[Data excerpts]
────────

use clap::Parser;
use log::{error, info, warn};
use protocol::DEFAULT_PORT;
use std::path::PathBuf;
use watcher::{FavoriteServers, ServerWatcher, StatusChange, StatusRow, WatcherConfig};

#[derive(Parser, Debug)]
#[command(author, version, about, long_about = None)]
struct Args {
    /// Server addresses to watch (host or host:port)
    servers: Vec<String>,

    /// JSON file with favorite servers; loaded on start, saved on exit
    #[arg(short = 'f', long)]
    favorites: Option<PathBuf>,

    /// Port used for addresses without a port suffix
    #[arg(short = 'p', long, default_value_t = DEFAULT_PORT)]
    default_port: u16,

    /// Ping interval in milliseconds
    #[arg(long, default_value = "100")]
    ping_interval: u64,

    /// Info poll interval in milliseconds (must exceed the ping interval)
    #[arg(long, default_value = "1000")]
    poll_interval: u64,

    /// Extra grace period in milliseconds before a silent server times out
    #[arg(short = 't', long, default_value = "2000")]
    timeout: u64,

    /// Print changes as JSON lines
    #[arg(long)]
    json: bool,
}

fn report(change: &StatusChange, json: bool) {
    let row = StatusRow::from(&*change.server);

    if json {
        match serde_json::to_string(&row) {
            Ok(line) => println!("{}", line),
            Err(e) => error!("Failed to encode status row: {}", e),
        }
    } else {
        println!("{:<10} {}", format!("{:?}", change.kind), row);
    }
}

#[tokio::main]
async fn main() -> Result<(), Box<dyn std::error::Error>> {
    env_logger::init();

    if std::env::var("RUST_LOG").is_err() {
        eprintln!("Set RUST_LOG=info for detailed logging");
    }

    let args = Args::parse();

    let config = WatcherConfig::from_millis(
        args.default_port,
        args.ping_interval,
        args.poll_interval,
        args.timeout,
    )?;
    let watcher = ServerWatcher::new(config)?;

    if let Some(path) = &args.favorites {
        let favorites = FavoriteServers::load(path)?;
        info!(
            "Restoring {} favorite servers from {}",
            favorites.servers.len(),
            path.display()
        );
        favorites.restore_into(&watcher);
    }

    for address in &args.servers {
        if let Err(e) = watcher.add_server(address) {
            error!("Can not watch '{}': {}", address, e);
        }
    }

    if watcher.is_empty() {
        warn!("No servers to watch");
    }

    let mut changes = watcher.subscribe();
    watcher.start()?;

    let shutdown = tokio::signal::ctrl_c();
    tokio::pin!(shutdown);

    loop {
        tokio::select! {
            change = changes.recv() => {
                match change {
                    Some(change) => report(&change, args.json),
                    None => break,
                }
            }
            _ = &mut shutdown => {
                info!("Received Ctrl+C, shutting down...");
                break;
            }
        }
    }

    watcher.stop();

    if let Some(path) = &args.favorites {
        FavoriteServers::from_watcher(&watcher).save(path)?;
        info!("Saved favorites to {}", path.display());
    }

    Ok(())
}
//! Per-server status records.
//!
//! A record is created for every watched endpoint and shared between the
//! caller (through a [`RecordHandle`]) and the background loop. Identity
//! fields never change; everything observed from the network sits behind a
//! per-record lock and is read and written through accessor methods.

use crate::error::{Result, WatcherError};
use crate::notify::ChangeKind;
use parking_lot::Mutex;
use protocol::ServerInfo;
use serde::Serialize;
use std::net::{Ipv4Addr, SocketAddrV4};
use std::sync::atomic::{AtomicU64, Ordering};
use std::sync::Arc;
use std::time::{Duration, Instant};

static NEXT_RECORD_ID: AtomicU64 = AtomicU64::new(1);

/// Shared handle to a watched server.
pub type RecordHandle = Arc<ServerRecord>;

/// Liveness of a watched server as seen by the watcher.
#[derive(Debug, Clone, Copy, PartialEq, Eq, Serialize)]
pub enum ServerState {
    /// No reply received yet.
    Unknown,
    Alive,
    /// No reply within the timeout window.
    TimedOut,
}

/// Point-in-time copy of a record's observed fields.
///
/// `last_ping` and `info` are only populated while the server is alive.
#[derive(Debug, Clone, PartialEq)]
pub struct RecordStatus {
    pub state: ServerState,
    pub last_ping: Option<Duration>,
    pub last_probe_sent_at: Option<Instant>,
    pub last_success_at: Option<Instant>,
    pub info: Option<ServerInfo>,
}

impl RecordStatus {
    pub fn ping_successful(&self) -> bool {
        self.state == ServerState::Alive
    }
}

#[derive(Debug)]
struct Observed {
    state: ServerState,
    last_ping: Option<Duration>,
    last_probe_sent_at: Option<Instant>,
    last_success_at: Option<Instant>,
    info: Option<ServerInfo>,
}

/// Status of one watched endpoint.
#[derive(Debug)]
pub struct ServerRecord {
    id: u64,
    endpoint: SocketAddrV4,
    original_address: String,
    added_at: Instant,
    observed: Mutex<Observed>,
}

impl ServerRecord {
    /// Creates a record for `endpoint`. `original_address` is what the user
    /// typed and is kept verbatim for display and persistence.
    pub fn new(endpoint: SocketAddrV4, original_address: impl Into<String>) -> Result<Self> {
        let original_address = original_address.into();
        if original_address.is_empty() {
            return Err(WatcherError::Argument(
                "original address must not be empty".to_string(),
            ));
        }

        Ok(Self {
            id: NEXT_RECORD_ID.fetch_add(1, Ordering::Relaxed),
            endpoint,
            original_address,
            added_at: Instant::now(),
            observed: Mutex::new(Observed {
                state: ServerState::Unknown,
                last_ping: None,
                last_probe_sent_at: None,
                last_success_at: None,
                info: None,
            }),
        })
    }

    /// Process-unique identifier, handy for logging.
    pub fn id(&self) -> u64 {
        self.id
    }

    pub fn endpoint(&self) -> SocketAddrV4 {
        self.endpoint
    }

    pub fn ip(&self) -> Ipv4Addr {
        *self.endpoint.ip()
    }

    pub fn port(&self) -> u16 {
        self.endpoint.port()
    }

    pub fn original_address(&self) -> &str {
        &self.original_address
    }

    pub fn added_at(&self) -> Instant {
        self.added_at
    }

    pub fn state(&self) -> ServerState {
        self.observed.lock().state
    }

    pub fn ping_successful(&self) -> bool {
        self.state() == ServerState::Alive
    }

    /// Round trip of the last answered ping, `None` unless alive.
    pub fn last_ping(&self) -> Option<Duration> {
        let observed = self.observed.lock();
        match observed.state {
            ServerState::Alive => observed.last_ping,
            _ => None,
        }
    }

    /// Last advertised server info, `None` unless alive.
    pub fn info(&self) -> Option<ServerInfo> {
        let observed = self.observed.lock();
        match observed.state {
            ServerState::Alive => observed.info.clone(),
            _ => None,
        }
    }

    pub fn last_probe_sent_at(&self) -> Option<Instant> {
        self.observed.lock().last_probe_sent_at
    }

    pub fn last_success_at(&self) -> Option<Instant> {
        self.observed.lock().last_success_at
    }

    pub fn status(&self) -> RecordStatus {
        let observed = self.observed.lock();
        let alive = observed.state == ServerState::Alive;

        RecordStatus {
            state: observed.state,
            last_ping: observed.last_ping.filter(|_| alive),
            last_probe_sent_at: observed.last_probe_sent_at,
            last_success_at: observed.last_success_at,
            info: observed.info.clone().filter(|_| alive),
        }
    }

    pub(crate) fn mark_probe_sent(&self, now: Instant) {
        self.observed.lock().last_probe_sent_at = Some(now);
    }

    /// Applies an answered ping received at `now`.
    pub(crate) fn apply_ping_reply(&self, now: Instant) -> Option<ChangeKind> {
        let mut observed = self.observed.lock();

        let sent_at = observed.last_probe_sent_at.unwrap_or(now);
        let latency = whole_millis(now.saturating_duration_since(sent_at));
        let was_alive = observed.state == ServerState::Alive;
        let latency_changed = observed.last_ping != Some(latency);

        observed.state = ServerState::Alive;
        observed.last_ping = Some(latency);
        observed.last_success_at = Some(now);

        if !was_alive {
            Some(ChangeKind::CameOnline)
        } else if latency_changed {
            Some(ChangeKind::Latency)
        } else {
            None
        }
    }

    /// Replaces the server info if it differs from the current one. Info
    /// replies from a server that is not alive are dropped.
    pub(crate) fn apply_info_reply(&self, info: ServerInfo) -> Option<ChangeKind> {
        let mut observed = self.observed.lock();

        if observed.state != ServerState::Alive || observed.info.as_ref() == Some(&info) {
            return None;
        }

        observed.info = Some(info);
        Some(ChangeKind::Info)
    }

    /// Moves the record to `TimedOut` if nothing has been heard for longer
    /// than `window`. Never-answering servers are measured from the time
    /// they were added.
    pub(crate) fn check_timeout(&self, now: Instant, window: Duration) -> Option<ChangeKind> {
        let mut observed = self.observed.lock();

        if observed.state == ServerState::TimedOut {
            return None;
        }

        let since = observed.last_success_at.unwrap_or(self.added_at);
        let elapsed = now.saturating_duration_since(since);
        if elapsed <= window {
            return None;
        }

        observed.state = ServerState::TimedOut;
        observed.info = None;
        observed.last_ping = Some(whole_millis(elapsed));
        Some(ChangeKind::TimedOut)
    }
}

fn whole_millis(duration: Duration) -> Duration {
    Duration::from_millis(duration.as_millis().min(u64::MAX as u128) as u64)
}
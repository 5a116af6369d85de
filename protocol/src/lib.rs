use serde::{Deserialize, Serialize};
use std::fmt;

pub const DEFAULT_PORT: u16 = 28970;
pub const PING_TAG: &[u8; 3] = b"GOp";
pub const INFO_TAG: &[u8; 3] = b"GOi";
pub const PROTOCOL_VERSION: u8 = 1;

/// Tag, version byte and the five single-byte counters.
pub const INFO_HEADER_LEN: usize = 9;

/// Largest datagram either side expects to handle.
pub const MAX_DATAGRAM: usize = 2048;

/// Status advertised by a game server in reply to an info poll.
///
/// Every numeric field is a single byte on the wire, so versions and player
/// counts above 255 cannot be expressed by the peer.
#[derive(Debug, Serialize, Deserialize, Clone, PartialEq, Eq, Hash)]
pub struct ServerInfo {
    pub major: u8,
    pub minor: u8,
    pub patch: u8,
    pub players: u8,
    pub max_players: u8,
    pub name: String,
}

impl ServerInfo {
    pub fn new(
        major: u8,
        minor: u8,
        patch: u8,
        players: u8,
        max_players: u8,
        name: impl Into<String>,
    ) -> Self {
        Self {
            major,
            minor,
            patch,
            players,
            max_players,
            name: name.into(),
        }
    }

    pub fn version_string(&self) -> String {
        format!("{}.{}.{}", self.major, self.minor, self.patch)
    }

    pub fn players_string(&self) -> String {
        format!("{}/{}", self.players, self.max_players)
    }
}

impl fmt::Display for ServerInfo {
    fn fmt(&self, f: &mut fmt::Formatter<'_>) -> fmt::Result {
        write!(
            f,
            "{} [{}] {}",
            self.name,
            self.version_string(),
            self.players_string()
        )
    }
}

/// Probes sent by the watcher.
#[derive(Debug, Clone, Copy, PartialEq, Eq)]
pub enum Request {
    Ping,
    Info,
}

impl Request {
    pub fn as_bytes(&self) -> &'static [u8] {
        match self {
            Request::Ping => PING_TAG,
            Request::Info => INFO_TAG,
        }
    }

    /// Recognises a probe by its tag; anything after the tag is ignored.
    pub fn parse(data: &[u8]) -> Option<Request> {
        if data.starts_with(PING_TAG) {
            Some(Request::Ping)
        } else if data.starts_with(INFO_TAG) {
            Some(Request::Info)
        } else {
            None
        }
    }
}

/// Replies sent back by a game server.
#[derive(Debug, Clone, PartialEq, Eq)]
pub enum Reply {
    Ping,
    Info(ServerInfo),
}

impl Reply {
    /// Decodes a reply datagram. Returns `None` for anything that is not a
    /// well-formed ping or info reply.
    pub fn parse(data: &[u8]) -> Option<Reply> {
        if data.len() > PING_TAG.len() && data.starts_with(PING_TAG) {
            return Some(Reply::Ping);
        }

        if data.len() < INFO_HEADER_LEN || !data.starts_with(INFO_TAG) {
            return None;
        }

        if data[3] != PROTOCOL_VERSION {
            return None;
        }

        Some(Reply::Info(ServerInfo {
            major: data[4],
            minor: data[5],
            patch: data[6],
            players: data[7],
            max_players: data[8],
            name: decode_name(&data[INFO_HEADER_LEN..]),
        }))
    }

    pub fn encode(&self) -> Vec<u8> {
        match self {
            Reply::Ping => {
                let mut data = PING_TAG.to_vec();
                data.push(PROTOCOL_VERSION);
                data
            }
            Reply::Info(info) => {
                let mut data = Vec::with_capacity(INFO_HEADER_LEN + info.name.len());
                data.extend_from_slice(INFO_TAG);
                data.extend_from_slice(&[
                    PROTOCOL_VERSION,
                    info.major,
                    info.minor,
                    info.patch,
                    info.players,
                    info.max_players,
                ]);
                data.extend(info.name.chars().map(encode_char));
                data
            }
        }
    }
}

// Name bytes are ASCII; NUL padding is dropped and anything outside ASCII
// becomes '?'.
fn decode_name(bytes: &[u8]) -> String {
    bytes
        .iter()
        .filter(|&&b| b != 0)
        .map(|&b| if b.is_ascii() { b as char } else { '?' })
        .collect()
}

fn encode_char(c: char) -> u8 {
    if c.is_ascii() {
        c as u8
    } else {
        b'?'
    }
}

────────

Your objective —
Copy the entries above exactly, but only from the line holding "pub fn port(&self)" through the line holding "latency = whole_millis(now.saturating_duration_since(sent_at));", both included.

Problem solution —
    pub fn port(&self) -> u16 {
        self.endpoint.port()
    }

    pub fn original_address(&self) -> &str {
        &self.original_address
    }

    pub fn added_at(&self) -> Instant {
        self.added_at
    }

    pub fn state(&self) -> ServerState {
        self.observed.lock().state
    }

    pub fn ping_successful(&self) -> bool {
        self.state() == ServerState::Alive
    }

    /// Round trip of the last answered ping, `None` unless alive.
    pub fn last_ping(&self) -> Option<Duration> {
        let observed = self.observed.lock();
        match observed.state {
            ServerState::Alive => observed.last_ping,
            _ => None,
        }
    }

    /// Last advertised server info, `None` unless alive.
    pub fn info(&self) -> Option<ServerInfo> {
        let observed = self.observed.lock();
        match observed.state {
            ServerState::Alive => observed.info.clone(),
            _ => None,
        }
    }

    pub fn last_probe_sent_at(&self) -> Option<Instant> {
        self.observed.lock().last_probe_sent_at
    }

    pub fn last_success_at(&self) -> Option<Instant> {
        self.observed.lock().last_success_at
    }

    pub fn status(&self) -> RecordStatus {
        let observed = self.observed.lock();
        let alive = observed.state == ServerState::Alive;

        RecordStatus {
            state: observed.state,
            last_ping: observed.last_ping.filter(|_| alive),
            last_probe_sent_at: observed.last_probe_sent_at,
            last_success_at: observed.last_success_at,
            info: observed.info.clone().filter(|_| alive),
        }
    }

    pub(crate) fn mark_probe_sent(&self, now: Instant) {
        self.observed.lock().last_probe_sent_at = Some(now);
    }

    /// Applies an answered ping received at `now`.
    pub(crate) fn apply_ping_reply(&self, now: Instant) -> Option<ChangeKind> {
        let mut observed = self.observed.lock();

        let sent_at = observed.last_probe_sent_at.unwrap_or(now);
        let latency = whole_millis(now.saturating_duration_since(sent_at));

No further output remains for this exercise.